More ripples on the surface yesterday in Tallahassee, which will come ashore across Florida. Sometimes the effects of a pebble dropped there will grow to a tidal wave as it moves outward. Other times, the effect of a boulder dropped there will create large ripples which, however, dissipate or diminish before reaching distant shores. It is sometimes difficult to predict which issues are huge and which just seem huge. It may also be difficult to judge the results of the impact just from an analysis of the ripples on the surface.
Judges Van Nortwick, Wolf, and Wetherell concluded yesterday that sections 440.34(3) and 440.105(3)(c) are unconstitutional, as applied in Jacobson v. Southeast Personnel Leasing, Case 1D12-1103, June 5, 2013. The Appellant was represented by Michael Winer of Tampa and Paul Hawkes, former First DCA Chief Judge, of Tallahassee. The Florida Workers' Advocates filed Amicus Curiae supporting the Appellant.
The Court noted that section 440.105, by its plain language "does not limit its application only to attorneys representing claimants, it has long been interpreted as such in practice." Altstatt v. Fla. Dep’t of Agric., 1 So.3d 1285, 1286 (Fla. 1st DCA 2009). This section criminalizes the receipt of attorney's fees for representation in workers' compensation cases, unless those fees are approved by the OJCC. A significant amount of judicial effort is invested daily in the consideration and order processes associated with motions for such approval of fees across the state.
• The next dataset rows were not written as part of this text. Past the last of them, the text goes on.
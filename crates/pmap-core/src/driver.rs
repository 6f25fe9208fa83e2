//! Output seam toward hardware programming.
//!
//! The engine never touches hardware. Resolved plans are handed to a
//! [`PlanSink`], which a platform driver (or a test recorder) implements.

use std::convert::Infallible;

use crate::error::MappingError;
use crate::resolver::{PortProfileResolver, PortProgrammingPlan, ResolveRequest};

/// Consumer of resolved programming plans.
pub trait PlanSink {
    type Error: std::error::Error + Send + Sync + 'static;

    /// Programs one port.
    fn apply(&mut self, plan: &PortProgrammingPlan) -> Result<(), Self::Error>;
}

/// Collects plans in memory.
impl PlanSink for Vec<PortProgrammingPlan> {
    type Error = Infallible;

    fn apply(&mut self, plan: &PortProgrammingPlan) -> Result<(), Self::Error> {
        self.push(plan.clone());
        Ok(())
    }
}

/// Failure while resolving or applying a batch of plans.
#[derive(Debug, thiserror::Error)]
pub enum ProgramError<E: std::error::Error + 'static> {
    #[error("Failed to resolve plan: {0}")]
    Resolve(#[from] MappingError),

    #[error("Failed to apply plan for port {port}: {source}")]
    Apply {
        port: pmap_types::PortId,
        #[source]
        source: E,
    },
}

/// Resolves every request and applies the plans in order.
///
/// All requests are resolved before any plan is applied, so a bad request
/// leaves the sink untouched. Returns the number of plans applied.
pub fn program_ports<S: PlanSink>(
    resolver: &PortProfileResolver,
    requests: &[ResolveRequest],
    sink: &mut S,
) -> Result<usize, ProgramError<S::Error>> {
    let plans = requests
        .iter()
        .map(|r| resolver.resolve_with(r))
        .collect::<Result<Vec<_>, _>>()?;
    for plan in &plans {
        sink.apply(plan).map_err(|source| ProgramError::Apply {
            port: plan.port,
            source,
        })?;
    }
    Ok(plans.len())
}

#[cfg(test)]
mod tests {
    use super::*;
    use crate::config::LoaderConfig;
    use crate::snapshot::MappingSnapshot;
    use pmap_types::{PortId, ProfileId};
    use pretty_assertions::assert_eq;
    use std::sync::Arc;

    #[derive(Debug, thiserror::Error)]
    #[error("port {0} is administratively locked")]
    struct Locked(PortId);

    struct LockingSink {
        locked: PortId,
        applied: Vec<PortId>,
    }

    impl PlanSink for LockingSink {
        type Error = Locked;

        fn apply(&mut self, plan: &PortProgrammingPlan) -> Result<(), Locked> {
            if plan.port == self.locked {
                return Err(Locked(plan.port));
            }
            self.applied.push(plan.port);
            Ok(())
        }
    }

    fn resolver() -> PortProfileResolver {
        let snapshot =
            MappingSnapshot::from_json_str(&pmap_test::sample_mapping_json(), &LoaderConfig::default())
                .unwrap();
        PortProfileResolver::new(Arc::new(snapshot))
    }

    #[test]
    fn test_program_ports_into_vec() {
        let mut sink: Vec<PortProgrammingPlan> = Vec::new();
        let n = program_ports(
            &resolver(),
            &[
                ResolveRequest::new(PortId(1), ProfileId(22)),
                ResolveRequest::new(PortId(5), ProfileId(22)),
            ],
            &mut sink,
        )
        .unwrap();
        assert_eq!(n, 2);
        assert_eq!(sink[1].port, PortId(5));
    }

    #[test]
    fn test_bad_request_applies_nothing() {
        let mut sink: Vec<PortProgrammingPlan> = Vec::new();
        let err = program_ports(
            &resolver(),
            &[
                ResolveRequest::new(PortId(1), ProfileId(22)),
                ResolveRequest::new(PortId(7), ProfileId(26)),
            ],
            &mut sink,
        )
        .unwrap_err();
        assert!(matches!(err, ProgramError::Resolve(_)));
        assert!(sink.is_empty());
    }

    #[test]
    fn test_sink_error_names_port() {
        let mut sink = LockingSink {
            locked: PortId(5),
            applied: Vec::new(),
        };
        let err = program_ports(
            &resolver(),
            &[
                ResolveRequest::new(PortId(1), ProfileId(22)),
                ResolveRequest::new(PortId(5), ProfileId(22)),
            ],
            &mut sink,
        )
        .unwrap_err();
        assert_eq!(
            err.to_string(),
            "Failed to apply plan for port 5: port 5 is administratively locked"
        );
        assert_eq!(sink.applied, vec![PortId(1)]);
    }
}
Section 440.34 limits the OJCC to approval of fees. The Judge "shall consider only those benefits secured by the attorney.” Kauffman v. Community Inclusions, Inc., 57 So.3d 919 (Fla. 1st DCA 2011)."
These two were brought into a different focus, according to the Court, by the lens of prevailing party costs. Traditionally, an injured worker could collect taxable costs if she or he prevailed in a claim against the employer/carrier. in 2003, the Legislature expanded this liability, affording the Employer/Carrier the same right to seek costs from the injured worker, in the event the E/C prevailed. The Court expanded the scope of costs, beyond those defined by the Uniform State Guidelines, in Morris v. Dollar Tree Store, 869 So.2d 704 (Fla. 1st DCA 2004), rendering the definition of "costs" less predictable, and encouraging the litigation of what is or is not a cost in particular cases.
In Jacobson, the injured worker found himself on the receiving side of a motion to tax prevailing party costs. His attorney, having sought the benefits and litigated the case, withdrew from the case, after losing at trial, noting “it is no longer economically viable for the undersigned to continue representation of the claimant in this case.” Claimant sought to hire Mr. Winer to resist this claim for costs.
The First District, concluded that sections 440.34(3) and 440.105(3)(c) are unconstitutional, as applied in this case. The Court relied upon the First Amendment to the United States Constitution, and the right there under to "'to peaceably assemble' and to enjoy freedom of speech," and to "petition the Government for a redress of grievances." The Court concluded that "the speech at issue here is Claimant’s own words – given voice through his attorney – spoken or written before the court in his defense during litigation," and that the Claimant's rights "are implicated because the right to hire an attorney stems from these three enumerated rights."
The Court held therefore that "the prohibition on claimant-paid attorney’s fees in sections 440.105(3)(c) and 440.34 are unconstitutional, and thus unenforceable, as they apply to cases where the fee is for legal services performed in defense against an E/C’s motion to tax costs."
Judge Wetherell wrote a concurring opinion to clarify that his interpretation and analysis is limited to the application of these statutory sections to this particular factual setting, unconstitutional as applied here, (emphasis in original), and that "this does not mean that these statutes are unconstitutional in other circumstances."
Certainly, there is significant volume of litigation over taxable costs in Florida. Less certain is how many injured workers, like Jacobson, can find the resources to pay an attorney $175.00 per hour (as was agreed in this case) to defend them against claims for such costs.
The stone is in the pond, whether a pebble or boulder, how far the ripples travel, and their effect on the distant shores remains to be seen.